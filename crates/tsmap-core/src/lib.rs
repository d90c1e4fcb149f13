#![deny(clippy::all)]
#![warn(clippy::pedantic)]
#![allow(clippy::module_name_repetitions)]
#![allow(clippy::missing_errors_doc)]
#![allow(clippy::return_self_not_must_use)]

pub mod config;
pub mod error;
pub mod format;
pub mod mapper;
pub mod overrides;
pub mod scope;
pub mod tsconfig;
pub mod version;

pub use config::Config;
pub use error::{Error, Result};
pub use format::{classify_extension, resolve_format, ModuleFormat, ModuleFormatClassifier};
pub use mapper::{MappingRule, PathEntries, PathMapper, PathMappingConfig, Pattern, Specificity};
pub use overrides::{ModuleTypeOverride, ModuleTypeOverrides, OverrideKind};
pub use scope::{
    PackageScope, PackageScopeData, PackageScopeLookup, PackageType, ScopeCache, ScopeCacheStats,
};
pub use tsconfig::{find_tsconfig, TsConfig};
pub use version::VERSION;
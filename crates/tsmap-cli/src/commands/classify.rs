//! `tsmap classify`: module format of files.

use super::{absolute_input, load_tsconfig, print_json};
use miette::{IntoDiagnostic, Result, WrapErr};
use serde::Serialize;
use std::io::{self, Write};
use std::path::PathBuf;
use tracing::debug;
use tsmap_core::version::SCHEMA_VERSION;
use tsmap_core::{
    resolve_format, Config, ModuleFormat, ModuleFormatClassifier, ModuleTypeOverrides,
    OverrideKind, PackageScopeLookup,
};

#[derive(Serialize)]
struct ClassifyOutput {
    schema_version: u32,
    package_scope: bool,
    results: Vec<ClassifyResult>,
}

#[derive(Serialize)]
struct ClassifyResult {
    path: PathBuf,
    format: ModuleFormat,
    #[serde(rename = "override", skip_serializing_if = "Option::is_none")]
    override_kind: Option<OverrideKind>,
}

/// Run the classify command.
pub fn run(config: &Config, files: &[PathBuf], package_scope: bool, json: bool) -> Result<()> {
    let overrides = match load_tsconfig(config)? {
        Some(tsconfig) => tsconfig
            .overrides()
            .into_diagnostic()
            .wrap_err("Invalid moduleTypes configuration")?,
        None => ModuleTypeOverrides::default(),
    };

    let scopes = PackageScopeLookup::new();
    let classifier = ModuleFormatClassifier::new(&scopes);

    let mut results = Vec::with_capacity(files.len());
    for file in files {
        let path = absolute_input(&config.cwd, file);
        let format = resolve_format(&path, package_scope, &overrides, &classifier)
            .into_diagnostic()
            .wrap_err_with(|| format!("Failed to classify {}", path.display()))?;
        let override_kind = overrides.lookup(&path);

        debug!(path = %path.display(), %format, ?override_kind, "classified");
        results.push(ClassifyResult {
            path,
            format,
            override_kind,
        });
    }

    debug!(manifests = scopes.cache().stats().entry_count, "scope cache");

    if json {
        return print_json(&ClassifyOutput {
            schema_version: SCHEMA_VERSION,
            package_scope,
            results,
        });
    }

    print_human(&results).into_diagnostic()
}

fn print_human(results: &[ClassifyResult]) -> io::Result<()> {
    let mut out = io::stdout().lock();

    for result in results {
        write!(out, "{}: {}", result.path.display(), result.format)?;
        if let Some(kind) = result.override_kind {
            write!(out, " (moduleTypes: {})", kind.as_str())?;
        }
        writeln!(out)?;
    }

    Ok(())
}
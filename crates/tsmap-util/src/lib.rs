#![deny(clippy::all)]
#![warn(clippy::pedantic)]
#![allow(clippy::module_name_repetitions)]

//! Shared utilities for tsmap.
//!
//! This crate provides pure helper functions with no logging/tracing dependencies.
//! Logging is handled by the CLI crate to keep this library lightweight.

pub mod fs;
pub mod path;
//! tsconfig `paths` remapping.
//!
//! A [`PathMapper`] is compiled once from `baseUrl` + `paths` and then maps
//! non-relative specifiers to an ordered list of candidate paths. It never
//! touches the filesystem: callers probe candidates (extensions, `index`
//! files) themselves and take the first that exists.
//!
//! Rule selection follows TypeScript:
//! - an exact key beats any wildcard key;
//! - among wildcard keys the longest literal prefix wins;
//! - on a tie the key declared first wins.

mod pattern;

pub use pattern::{MappingRule, Pattern, Specificity};

use crate::error::{Error, Result};
use serde::de::{MapAccess, Visitor};
use serde::{Deserialize, Deserializer};
use std::fmt;
use std::marker::PhantomData;
use std::path::{Path, PathBuf};
use tsmap_util::path::join_normalized;

/// Ordered `paths` entries: pattern key and its output templates.
pub type PathEntries = Vec<(String, Vec<String>)>;

/// The `compilerOptions` subset the mapper is built from.
#[derive(Debug, Clone, Default, PartialEq, Eq, Deserialize)]
#[serde(rename_all = "camelCase")]
pub struct PathMappingConfig {
    /// Directory that output templates are joined onto.
    #[serde(default)]
    pub base_url: Option<PathBuf>,
    /// Pattern -> output templates, in declaration order.
    #[serde(default, deserialize_with = "deserialize_ordered_map")]
    pub paths: Option<PathEntries>,
}

impl PathMappingConfig {
    #[must_use]
    pub fn new(base_url: Option<PathBuf>) -> Self {
        Self {
            base_url,
            paths: None,
        }
    }

    /// Append one `paths` entry.
    #[must_use]
    pub fn with_path<I, S>(mut self, pattern: &str, outputs: I) -> Self
    where
        I: IntoIterator<Item = S>,
        S: Into<String>,
    {
        self.paths
            .get_or_insert_with(Vec::new)
            .push((pattern.to_string(), outputs.into_iter().map(Into::into).collect()));
        self
    }
}

/// Deserialize a JSON object into an ordered list of entries.
///
/// Going through `MapAccess` keeps the document order without relying on
/// the map type serde_json was built with.
pub(crate) fn deserialize_ordered_map<'de, D, V>(
    deserializer: D,
) -> Result<Option<Vec<(String, V)>>, D::Error>
where
    D: Deserializer<'de>,
    V: Deserialize<'de>,
{
    struct OrderedVisitor<V>(PhantomData<V>);

    impl<'de, V: Deserialize<'de>> Visitor<'de> for OrderedVisitor<V> {
        type Value = Option<Vec<(String, V)>>;

        fn expecting(&self, f: &mut fmt::Formatter<'_>) -> fmt::Result {
            f.write_str("an object")
        }

        fn visit_unit<E: serde::de::Error>(self) -> Result<Self::Value, E> {
            Ok(None)
        }

        fn visit_none<E: serde::de::Error>(self) -> Result<Self::Value, E> {
            Ok(None)
        }

        fn visit_some<D: Deserializer<'de>>(self, d: D) -> Result<Self::Value, D::Error> {
            d.deserialize_map(self)
        }

        fn visit_map<A: MapAccess<'de>>(self, mut map: A) -> Result<Self::Value, A::Error> {
            let mut entries = Vec::with_capacity(map.size_hint().unwrap_or(0));
            while let Some(entry) = map.next_entry::<String, V>()? {
                entries.push(entry);
            }
            Ok(Some(entries))
        }
    }

    deserializer.deserialize_option(OrderedVisitor(PhantomData))
}

/// Compiled `paths` table.
#[derive(Debug, Clone, Default)]
pub struct PathMapper {
    base_dir: PathBuf,
    rules: Vec<MappingRule>,
}

impl PathMapper {
    /// Compile a mapper from configuration.
    ///
    /// Fails if `paths` is non-empty without a `baseUrl`, or if any key
    /// holds more than one `*`.
    pub fn new(config: &PathMappingConfig) -> Result<Self> {
        let entries = match &config.paths {
            Some(entries) if !entries.is_empty() => entries,
            _ => return Ok(Self::default()),
        };

        let base_dir = match &config.base_url {
            Some(base) if !base.as_os_str().is_empty() => base.clone(),
            _ => return Err(Error::BaseUrlRequired),
        };

        let rules = entries
            .iter()
            .map(|(pattern, outputs)| MappingRule::compile(pattern, outputs.clone()))
            .collect::<Result<Vec<_>>>()?;

        Ok(Self { base_dir, rules })
    }

    /// A mapper with no rules; `map` always returns `None`.
    #[must_use]
    pub fn empty() -> Self {
        Self::default()
    }

    #[must_use]
    pub fn base_dir(&self) -> &Path {
        &self.base_dir
    }

    #[must_use]
    pub fn rules(&self) -> &[MappingRule] {
        &self.rules
    }

    #[must_use]
    pub fn is_empty(&self) -> bool {
        self.rules.is_empty()
    }

    /// Map a specifier to its candidate paths.
    ///
    /// Returns `None` when no rule applies (including every relative
    /// specifier), meaning the caller should fall through to its default
    /// resolution. A matching rule with no outputs yields `Some(vec![])`.
    #[must_use]
    pub fn map(&self, specifier: &str) -> Option<Vec<PathBuf>> {
        self.map_with_rule(specifier).map(|(_, candidates)| candidates)
    }

    /// Like [`map`](Self::map), also returning the rule that won.
    #[must_use]
    pub fn map_with_rule(&self, specifier: &str) -> Option<(&MappingRule, Vec<PathBuf>)> {
        if self.rules.is_empty() || specifier.starts_with('.') {
            return None;
        }

        let (rule, capture) = self.best_match(specifier)?;
        let candidates = rule
            .substitute(capture)
            .iter()
            .map(|output| join_normalized(&self.base_dir, output))
            .collect();

        Some((rule, candidates))
    }

    fn best_match<'s>(&self, specifier: &'s str) -> Option<(&MappingRule, &'s str)> {
        let mut best: Option<(Specificity, &MappingRule, &'s str)> = None;

        for rule in &self.rules {
            let Some(capture) = rule.pattern.matches(specifier) else {
                continue;
            };
            let weight = rule.pattern.specificity();

            // Strictly greater: the first rule keeps a tie.
            if best.map_or(true, |(current, _, _)| weight > current) {
                best = Some((weight, rule, capture));
            }
        }

        best.map(|(_, rule, capture)| (rule, capture))
    }
}

#[cfg(test)]
mod tests {
    use super::*;

    fn normalize_path_for_test(path: &Path) -> String {
        path.to_string_lossy().replace('\\', "/")
    }

    fn mapped(mapper: &PathMapper, spec: &str) -> Option<Vec<String>> {
        mapper
            .map(spec)
            .map(|paths| paths.iter().map(|p| normalize_path_for_test(p)).collect())
    }

    fn base() -> Option<PathBuf> {
        Some(PathBuf::from("/base"))
    }

    #[test]
    fn test_no_paths_never_maps() {
        let mapper = PathMapper::new(&PathMappingConfig::new(base())).unwrap();
        assert!(mapper.is_empty());
        assert!(mapper.map("anything").is_none());
        assert!(mapper.map("@scope/pkg").is_none());
    }

    #[test]
    fn test_empty_paths_without_base_url_is_ok() {
        let config = PathMappingConfig {
            base_url: None,
            paths: Some(Vec::new()),
        };
        let mapper = PathMapper::new(&config).unwrap();
        assert!(mapper.map("x").is_none());
    }

    #[test]
    fn test_paths_without_base_url_fails() {
        let config = PathMappingConfig::new(None).with_path("a/*", ["x"]);
        let err = PathMapper::new(&config).unwrap_err();
        assert!(matches!(err, Error::BaseUrlRequired));
        assert!(err.is_configuration_error());
    }

    #[test]
    fn test_empty_base_url_fails() {
        let config = PathMappingConfig::new(Some(PathBuf::new())).with_path("a/*", ["x"]);
        assert!(matches!(
            PathMapper::new(&config),
            Err(Error::BaseUrlRequired)
        ));
    }

    #[test]
    fn test_two_wildcards_fails() {
        let config = PathMappingConfig::new(base()).with_path("a*b*c", ["x"]);
        let err = PathMapper::new(&config).unwrap_err();
        assert!(err.is_configuration_error());
        assert!(err.to_string().contains("a*b*c"));
    }

    #[test]
    fn test_relative_specifiers_not_mapped() {
        let config = PathMappingConfig::new(base()).with_path("*", ["src/*"]);
        let mapper = PathMapper::new(&config).unwrap();

        assert!(mapper.map("./foo").is_none());
        assert!(mapper.map("../foo").is_none());
        assert!(mapper.map(".").is_none());
    }

    #[test]
    fn test_wildcard_substitution() {
        let config = PathMappingConfig::new(base()).with_path("a*z", ["mapped/*"]);
        let mapper = PathMapper::new(&config).unwrap();

        assert_eq!(
            mapped(&mapper, "afooz"),
            Some(vec!["/base/mapped/foo".to_string()])
        );
    }

    #[test]
    fn test_no_match_returns_none() {
        let config = PathMappingConfig::new(base()).with_path("@app/*", ["src/*"]);
        let mapper = PathMapper::new(&config).unwrap();
        assert!(mapper.map("lodash").is_none());
    }

    #[test]
    fn test_longer_prefix_wins() {
        let config = PathMappingConfig::new(base())
            .with_path("lib/*", ["./lib1/*"])
            .with_path("lib/utils/*", ["./lib2/*"]);
        let mapper = PathMapper::new(&config).unwrap();

        let candidates = mapped(&mapper, "lib/utils/x").unwrap();
        assert_eq!(candidates, vec!["/base/lib2/x".to_string()]);
        assert!(!candidates[0].contains("lib1/utils/x"));
    }

    #[test]
    fn test_longer_prefix_wins_regardless_of_order() {
        let config = PathMappingConfig::new(base())
            .with_path("lib/utils/*", ["./lib2/*"])
            .with_path("lib/*", ["./lib1/*"]);
        let mapper = PathMapper::new(&config).unwrap();

        assert_eq!(
            mapped(&mapper, "lib/utils/x"),
            Some(vec!["/base/lib2/x".to_string()])
        );
        assert_eq!(
            mapped(&mapper, "lib/other"),
            Some(vec!["/base/lib1/other".to_string()])
        );
    }

    #[test]
    fn test_static_beats_wildcard_declared_first() {
        let config = PathMappingConfig::new(base())
            .with_path("*", ["w"])
            .with_path("foo", ["s"]);
        let mapper = PathMapper::new(&config).unwrap();

        let (rule, candidates) = mapper.map_with_rule("foo").unwrap();
        assert_eq!(rule.pattern, Pattern::Static("foo".to_string()));
        assert_eq!(normalize_path_for_test(&candidates[0]), "/base/s");
    }

    #[test]
    fn test_equal_weight_first_declared_wins() {
        let config = PathMappingConfig::new(base())
            .with_path("pkg*", ["first/*"])
            .with_path("pkg/*", ["second/*"])
            .with_path("pkg*", ["third/*"]);
        let mapper = PathMapper::new(&config).unwrap();

        // "pkg*" (weight 3) loses to "pkg/*" (weight 4)
        assert_eq!(
            mapped(&mapper, "pkg/a"),
            Some(vec!["/base/second/a".to_string()])
        );
        // only the two "pkg*" rules match; the first one is kept
        assert_eq!(
            mapped(&mapper, "pkgx"),
            Some(vec!["/base/first/x".to_string()])
        );
    }

    #[test]
    fn test_multiple_outputs_keep_order() {
        let config = PathMappingConfig::new(base())
            .with_path("@shared/*", ["packages/shared/src/*", "generated/*", "fallback"]);
        let mapper = PathMapper::new(&config).unwrap();

        assert_eq!(
            mapped(&mapper, "@shared/util"),
            Some(vec![
                "/base/packages/shared/src/util".to_string(),
                "/base/generated/util".to_string(),
                "/base/fallback".to_string(),
            ])
        );
    }

    #[test]
    fn test_empty_outputs_yield_empty_list() {
        let config = PathMappingConfig::new(base()).with_path("ghost/*", Vec::<String>::new());
        let mapper = PathMapper::new(&config).unwrap();

        assert_eq!(mapper.map("ghost/x"), Some(Vec::new()));
    }

    #[test]
    fn test_empty_capture_is_allowed() {
        let config = PathMappingConfig::new(base()).with_path("a*b", ["out/*"]);
        let mapper = PathMapper::new(&config).unwrap();

        assert_eq!(mapped(&mapper, "ab"), Some(vec!["/base/out/".to_string()]));
    }

    #[test]
    fn test_directory_template_keeps_trailing_separator() {
        let config = PathMappingConfig::new(base()).with_path("dir/*", ["pkgs/*/", "flat/*"]);
        let mapper = PathMapper::new(&config).unwrap();

        assert_eq!(
            mapped(&mapper, "dir/x"),
            Some(vec!["/base/pkgs/x/".to_string(), "/base/flat/x".to_string()])
        );
    }

    #[test]
    fn test_parent_segments_normalized() {
        let config =
            PathMappingConfig::new(Some(PathBuf::from("/repo/src"))).with_path("~/*", ["../lib/*"]);
        let mapper = PathMapper::new(&config).unwrap();

        assert_eq!(
            mapped(&mapper, "~/util"),
            Some(vec!["/repo/lib/util".to_string()])
        );
    }

    #[test]
    fn test_map_is_idempotent() {
        let config = PathMappingConfig::new(base())
            .with_path("@/*", ["src/*", "types/*"])
            .with_path("@/config", ["config/index"]);
        let mapper = PathMapper::new(&config).unwrap();

        assert_eq!(mapper.map("@/a/b"), mapper.map("@/a/b"));
        assert_eq!(mapper.map("@/config"), mapper.map("@/config"));
    }

    #[test]
    fn test_deserialize_preserves_order() {
        let json = r#"{
            "baseUrl": "/base",
            "paths": {
                "z/*": ["z/*"],
                "a/*": ["a/*"],
                "m": ["m"]
            }
        }"#;
        let config: PathMappingConfig = serde_json::from_str(json).unwrap();
        let keys: Vec<&str> = config
            .paths
            .as_ref()
            .unwrap()
            .iter()
            .map(|(k, _)| k.as_str())
            .collect();
        assert_eq!(keys, vec!["z/*", "a/*", "m"]);
        assert_eq!(config.base_url, Some(PathBuf::from("/base")));
    }

    #[test]
    fn test_deserialize_missing_and_null_paths() {
        let config: PathMappingConfig = serde_json::from_str(r#"{"baseUrl": "."}"#).unwrap();
        assert!(config.paths.is_none());

        let config: PathMappingConfig = serde_json::from_str(r#"{"paths": null}"#).unwrap();
        assert!(config.paths.is_none());
    }

    #[test]
    fn test_deserialize_rejects_non_array_outputs() {
        let result: Result<PathMappingConfig, _> =
            serde_json::from_str(r#"{"paths": {"a/*": "src/*"}}"#);
        assert!(result.is_err());
    }
}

■ Exercise directions:
Give the count of lines in the records above that hold the string "filename", and only that count.

■ Answer to the exercise:
3